** Task inputs follows **

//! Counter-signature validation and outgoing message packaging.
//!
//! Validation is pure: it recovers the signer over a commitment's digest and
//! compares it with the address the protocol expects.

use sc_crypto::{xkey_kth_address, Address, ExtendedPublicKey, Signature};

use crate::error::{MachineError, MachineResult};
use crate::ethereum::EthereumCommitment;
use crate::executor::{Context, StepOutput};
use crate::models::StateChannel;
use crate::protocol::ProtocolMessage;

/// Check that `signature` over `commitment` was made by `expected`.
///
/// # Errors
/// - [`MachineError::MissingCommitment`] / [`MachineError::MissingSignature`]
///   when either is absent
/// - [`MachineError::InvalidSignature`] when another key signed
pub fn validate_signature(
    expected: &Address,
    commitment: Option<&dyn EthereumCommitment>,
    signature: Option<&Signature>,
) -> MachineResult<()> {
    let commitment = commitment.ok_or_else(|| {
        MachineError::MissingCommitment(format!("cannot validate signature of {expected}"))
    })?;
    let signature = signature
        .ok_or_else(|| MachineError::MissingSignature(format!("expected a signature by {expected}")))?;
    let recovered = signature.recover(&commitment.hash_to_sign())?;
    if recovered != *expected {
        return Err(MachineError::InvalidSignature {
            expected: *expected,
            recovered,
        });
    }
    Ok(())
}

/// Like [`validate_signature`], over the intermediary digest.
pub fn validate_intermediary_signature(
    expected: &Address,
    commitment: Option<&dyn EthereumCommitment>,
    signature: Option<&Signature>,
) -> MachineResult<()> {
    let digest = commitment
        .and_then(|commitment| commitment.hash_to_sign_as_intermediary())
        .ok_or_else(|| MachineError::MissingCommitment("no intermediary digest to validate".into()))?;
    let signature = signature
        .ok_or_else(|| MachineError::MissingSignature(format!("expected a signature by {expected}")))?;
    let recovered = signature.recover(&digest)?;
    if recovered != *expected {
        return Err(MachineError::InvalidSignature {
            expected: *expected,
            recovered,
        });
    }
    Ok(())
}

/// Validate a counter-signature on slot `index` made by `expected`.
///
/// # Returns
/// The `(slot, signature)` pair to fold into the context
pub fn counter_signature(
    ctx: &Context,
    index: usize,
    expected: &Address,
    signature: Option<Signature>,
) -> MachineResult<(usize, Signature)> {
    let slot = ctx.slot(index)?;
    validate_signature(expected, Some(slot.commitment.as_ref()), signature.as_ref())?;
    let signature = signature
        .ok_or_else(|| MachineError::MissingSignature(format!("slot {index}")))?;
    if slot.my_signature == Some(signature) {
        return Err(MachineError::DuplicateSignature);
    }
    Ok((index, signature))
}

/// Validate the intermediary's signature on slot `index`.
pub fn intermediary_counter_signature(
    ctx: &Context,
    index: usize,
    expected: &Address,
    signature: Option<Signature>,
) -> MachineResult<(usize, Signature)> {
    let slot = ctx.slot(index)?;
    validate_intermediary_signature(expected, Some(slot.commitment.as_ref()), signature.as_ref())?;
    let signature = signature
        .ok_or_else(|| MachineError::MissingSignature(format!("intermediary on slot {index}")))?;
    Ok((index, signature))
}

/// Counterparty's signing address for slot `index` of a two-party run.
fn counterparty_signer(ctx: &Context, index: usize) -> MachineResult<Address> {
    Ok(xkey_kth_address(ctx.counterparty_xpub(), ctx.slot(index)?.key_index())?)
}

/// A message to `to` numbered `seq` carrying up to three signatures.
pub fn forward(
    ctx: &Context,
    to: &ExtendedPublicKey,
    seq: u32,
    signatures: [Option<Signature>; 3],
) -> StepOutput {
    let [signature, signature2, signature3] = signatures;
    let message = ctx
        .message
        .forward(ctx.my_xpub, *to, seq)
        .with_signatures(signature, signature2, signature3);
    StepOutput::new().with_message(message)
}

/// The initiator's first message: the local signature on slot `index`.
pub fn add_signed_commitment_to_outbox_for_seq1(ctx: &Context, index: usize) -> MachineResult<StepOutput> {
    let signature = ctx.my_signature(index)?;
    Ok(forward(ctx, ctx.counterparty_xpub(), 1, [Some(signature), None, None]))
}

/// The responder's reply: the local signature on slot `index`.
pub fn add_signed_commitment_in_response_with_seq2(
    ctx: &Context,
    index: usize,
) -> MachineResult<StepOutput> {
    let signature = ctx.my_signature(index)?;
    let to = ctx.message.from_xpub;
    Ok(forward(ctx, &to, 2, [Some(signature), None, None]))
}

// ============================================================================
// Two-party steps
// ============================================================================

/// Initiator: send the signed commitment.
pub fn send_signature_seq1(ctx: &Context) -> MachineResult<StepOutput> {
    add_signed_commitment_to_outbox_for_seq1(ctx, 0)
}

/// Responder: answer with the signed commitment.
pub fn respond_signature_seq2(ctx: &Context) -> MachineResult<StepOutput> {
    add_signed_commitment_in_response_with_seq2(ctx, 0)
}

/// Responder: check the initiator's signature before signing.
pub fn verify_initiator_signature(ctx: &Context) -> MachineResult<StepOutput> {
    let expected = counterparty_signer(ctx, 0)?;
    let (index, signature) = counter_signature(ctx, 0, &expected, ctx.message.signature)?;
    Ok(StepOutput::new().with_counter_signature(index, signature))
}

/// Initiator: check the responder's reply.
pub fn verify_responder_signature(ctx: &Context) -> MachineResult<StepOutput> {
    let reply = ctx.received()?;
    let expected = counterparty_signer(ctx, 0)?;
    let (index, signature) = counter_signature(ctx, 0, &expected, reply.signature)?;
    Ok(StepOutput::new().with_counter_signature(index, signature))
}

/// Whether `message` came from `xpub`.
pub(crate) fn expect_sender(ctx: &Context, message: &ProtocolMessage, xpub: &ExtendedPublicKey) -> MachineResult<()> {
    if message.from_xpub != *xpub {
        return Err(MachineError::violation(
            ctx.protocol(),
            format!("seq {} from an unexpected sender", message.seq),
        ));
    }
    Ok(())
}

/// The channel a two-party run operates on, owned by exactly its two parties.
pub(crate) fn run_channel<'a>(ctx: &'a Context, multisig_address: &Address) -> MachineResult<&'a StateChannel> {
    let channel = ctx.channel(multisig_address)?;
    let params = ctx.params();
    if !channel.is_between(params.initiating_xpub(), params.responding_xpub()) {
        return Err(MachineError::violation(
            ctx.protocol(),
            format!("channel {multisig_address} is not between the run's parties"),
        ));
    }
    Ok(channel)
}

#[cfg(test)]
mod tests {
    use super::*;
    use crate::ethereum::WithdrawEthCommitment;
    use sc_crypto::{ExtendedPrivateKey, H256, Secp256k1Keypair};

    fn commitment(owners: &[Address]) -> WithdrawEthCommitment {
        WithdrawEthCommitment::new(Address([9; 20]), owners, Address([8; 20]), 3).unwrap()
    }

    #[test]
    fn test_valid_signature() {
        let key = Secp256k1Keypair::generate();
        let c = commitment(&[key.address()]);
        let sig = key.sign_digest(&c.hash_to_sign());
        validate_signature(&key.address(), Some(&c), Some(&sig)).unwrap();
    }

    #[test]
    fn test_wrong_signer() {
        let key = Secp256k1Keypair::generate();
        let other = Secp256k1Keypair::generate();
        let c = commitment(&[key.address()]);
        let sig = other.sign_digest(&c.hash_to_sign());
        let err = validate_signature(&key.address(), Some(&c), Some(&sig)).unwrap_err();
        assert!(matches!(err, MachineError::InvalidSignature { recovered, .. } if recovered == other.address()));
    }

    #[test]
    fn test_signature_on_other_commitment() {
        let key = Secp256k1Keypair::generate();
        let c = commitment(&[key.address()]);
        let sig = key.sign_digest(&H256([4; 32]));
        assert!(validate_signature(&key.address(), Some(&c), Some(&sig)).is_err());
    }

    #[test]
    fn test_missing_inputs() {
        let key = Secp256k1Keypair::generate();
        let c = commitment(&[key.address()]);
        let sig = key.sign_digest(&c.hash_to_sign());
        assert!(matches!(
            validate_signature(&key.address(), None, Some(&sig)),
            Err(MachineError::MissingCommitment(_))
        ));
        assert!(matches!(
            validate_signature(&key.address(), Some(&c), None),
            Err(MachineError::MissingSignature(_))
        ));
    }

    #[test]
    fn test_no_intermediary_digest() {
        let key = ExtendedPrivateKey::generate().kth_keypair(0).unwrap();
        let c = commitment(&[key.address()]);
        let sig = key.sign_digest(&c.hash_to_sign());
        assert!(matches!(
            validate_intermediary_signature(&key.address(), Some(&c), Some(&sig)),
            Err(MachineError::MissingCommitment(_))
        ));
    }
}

** End of Task inputs **

What you are asked to do: Transcribe each line of the data above, unaltered, from the one where "either is absent" appears to the one where "let commitment = commitment.ok_or_else(||" appears, inclusive of both.

Task response:
///   when either is absent
/// - [`MachineError::InvalidSignature`] when another key signed
pub fn validate_signature(
    expected: &Address,
    commitment: Option<&dyn EthereumCommitment>,
    signature: Option<&Signature>,
) -> MachineResult<()> {
    let commitment = commitment.ok_or_else(|| {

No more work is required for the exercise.